Dec 4, 2019

>Understanding Human Ignorance< >>>>> Chapter Six >>>>> Humankind's Predicament 2019

Thus did the great bulk of humankind arrive at late modern and contemporary times male-dominated, dictatorially ruled, economically exploited, and ill-educated.

 
Humankind in the 19th century laid the foundation for a 20th century that was an Enlightenment philosophe’s (think Voltaire) nightmare: 

 
World War I was appallingly stupid in causation and strategy.  Capitalist myopia produced the Great Depression.  The blunders and exigencies of both of these events engendered World War II, violent enough on field, air, and ocean of battle had not the killing of six million Jews also been part of the spectacle.  Ill-advised diplomacy and Big Power chauvinism yielded the Cold War, as if hot war had not been enough.  And then Cold War brought more hot war, with Big Power and proxy interventions in Korea, Vietnam, Angola, Ethiopia, Argentina, and many other locations.
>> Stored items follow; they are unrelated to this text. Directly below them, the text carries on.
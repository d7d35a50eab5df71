use std::{slice::Iter, str::FromStr};

use strum::{AsRefStr, Display};

#[derive(AsRefStr, Display, Clone, Copy, Debug, Eq, Hash, PartialEq, PartialOrd, Ord)]
#[strum(serialize_all = "SCREAMING_SNAKE_CASE")]
pub enum MuscleCategory {
    Chest,
    Back,
    Shoulder,
    Arm,
    Leg,
}

impl MuscleCategory {
    /// All categories in their fixed order.
    pub fn iter() -> Iter<'static, MuscleCategory> {
        static CATEGORIES: [MuscleCategory; 5] = [
            MuscleCategory::Chest,
            MuscleCategory::Back,
            MuscleCategory::Shoulder,
            MuscleCategory::Arm,
            MuscleCategory::Leg,
        ];
        CATEGORIES.iter()
    }

    #[must_use]
    pub fn name(self) -> &'static str {
        match self {
            MuscleCategory::Chest => "Chest",
            MuscleCategory::Back => "Back",
            MuscleCategory::Shoulder => "Shoulder",
            MuscleCategory::Arm => "Arm",
            MuscleCategory::Leg => "Leg",
        }
    }
}

impl FromStr for MuscleCategory {
    type Err = MuscleCategoryError;

    fn from_str(s: &str) -> Result<Self, Self::Err> {
        let trimmed = s.trim();
        MuscleCategory::iter()
            .find(|c| c.to_string().eq_ignore_ascii_case(trimmed))
            .copied()
            .ok_or_else(|| MuscleCategoryError::Unknown(trimmed.to_string()))
    }
}

impl TryFrom<&str> for MuscleCategory {
    type Error = MuscleCategoryError;

    fn try_from(value: &str) -> Result<Self, Self::Error> {
        value.parse()
    }
}

#[derive(thiserror::Error, Debug, PartialEq)]
pub enum MuscleCategoryError {
    #[error("Unknown muscle category \"{0}\"")]
    Unknown(String),
}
The police state masquerading as democracy in the United States and its South African impersonator induced civil strife.  Colonialism and colonialism’s end brought awkward attempts to create nationalism in the absence of nationalist sentiment, complete with wretched governance and abominable brutality that rivaled the violence that had been perpetrated by exiting imperialists.  By the end of the violent 20th century, long festering sectarian wounds burst asunder, the north-south division of Ireland upon independence (as the Irish Free State within British Dominion, 1922;  as non-commonwealth Republic of Ireland, 1948), the Arab-Israeili wars (1948, 1956, 1968, 1973), and the Iranian Revolution (1979) foreshadowing increasingly virulent Protestant-Catholic conflict in Ireland (1969-1997), the Iraq-Iran war (1981-1988), the ascendance of the Taliban in Afghanistan during and after the failed Russian intervention (1980-1986), and the violent explosions launched by Al-Qaida and then the Islamic State of Iraq and Syria (ISIS, also known as the Islamic State of Iraq and the Levant [ISIL]) within the first two decades of the 21st century.

 
As the violent years from 1901 through 2000 ensued and then yielded to a 21st century successor that signified also a new millennium, the New York City Twin Tower and Pentagon bombings plus downed United Airlines Flight 93 brought tightened security that terminated any remnant innocence that had survived the hostilities of the 20th century. 

 
Concurrent with the violent conditions of life and other demonstrations of general ignorance were astounding achievements in the course of the 20th century and early 21st century produced by that minority of humanity possessing full prose proficiency or other abilities that far exceeded humankind as a whole, symbolized and materially manifested in the advent of the mass-produced automobile, heavier than air flight, atomic and nuclear weaponry and energy-generation, the mainframe computer, space flight and lunar landing, personal computers, digital cameras, cell phones, and smart phones incorporating many of these technologies into one amazingly compact device.

 

The salient feature of life throughout the late 19th century, the entire 20th century, and the first two decades of the 21st century is that a fraction of humanity has elevated comprehension of scientific processes and technological applications while the mass of humanity rushes to use devices created in these applications with little understanding of what they are using, how the devices were created, with what materials, at what human cost (think koltan from the [non-] Democratic Republic of the Congo), or why.

 

More concisely, the salient feature of life in 2019 is that one portion of humanity has a deep understanding of science and technology while they and the bulk of the population have very little understanding of themselves.  Knowledge of science and technology far outstrips understanding of psychology, religion, purpose, and meaning.  Application of scientific and technological knowledge in the absence understanding the psycho-spiritual nature of those by and for whom technological devices are created is portentous:

 

We are paying dearly for this knowledge gap and we shall endure future catastrophic consequences if we do not close the gap with persistent and unprecedented acquisition of factual information and utilization of that knowledge in philosophical contemplation, psychological inquiry, analytical reasoning, and the development of more sophisticated sense of meaning and ethics that draws from but far transcends the tenets of established religions.

 

Women and those tentatively liberated in the social convulsions from the late 1960s forward must as in all other endeavors lead the way in resolving the gap between science and religion.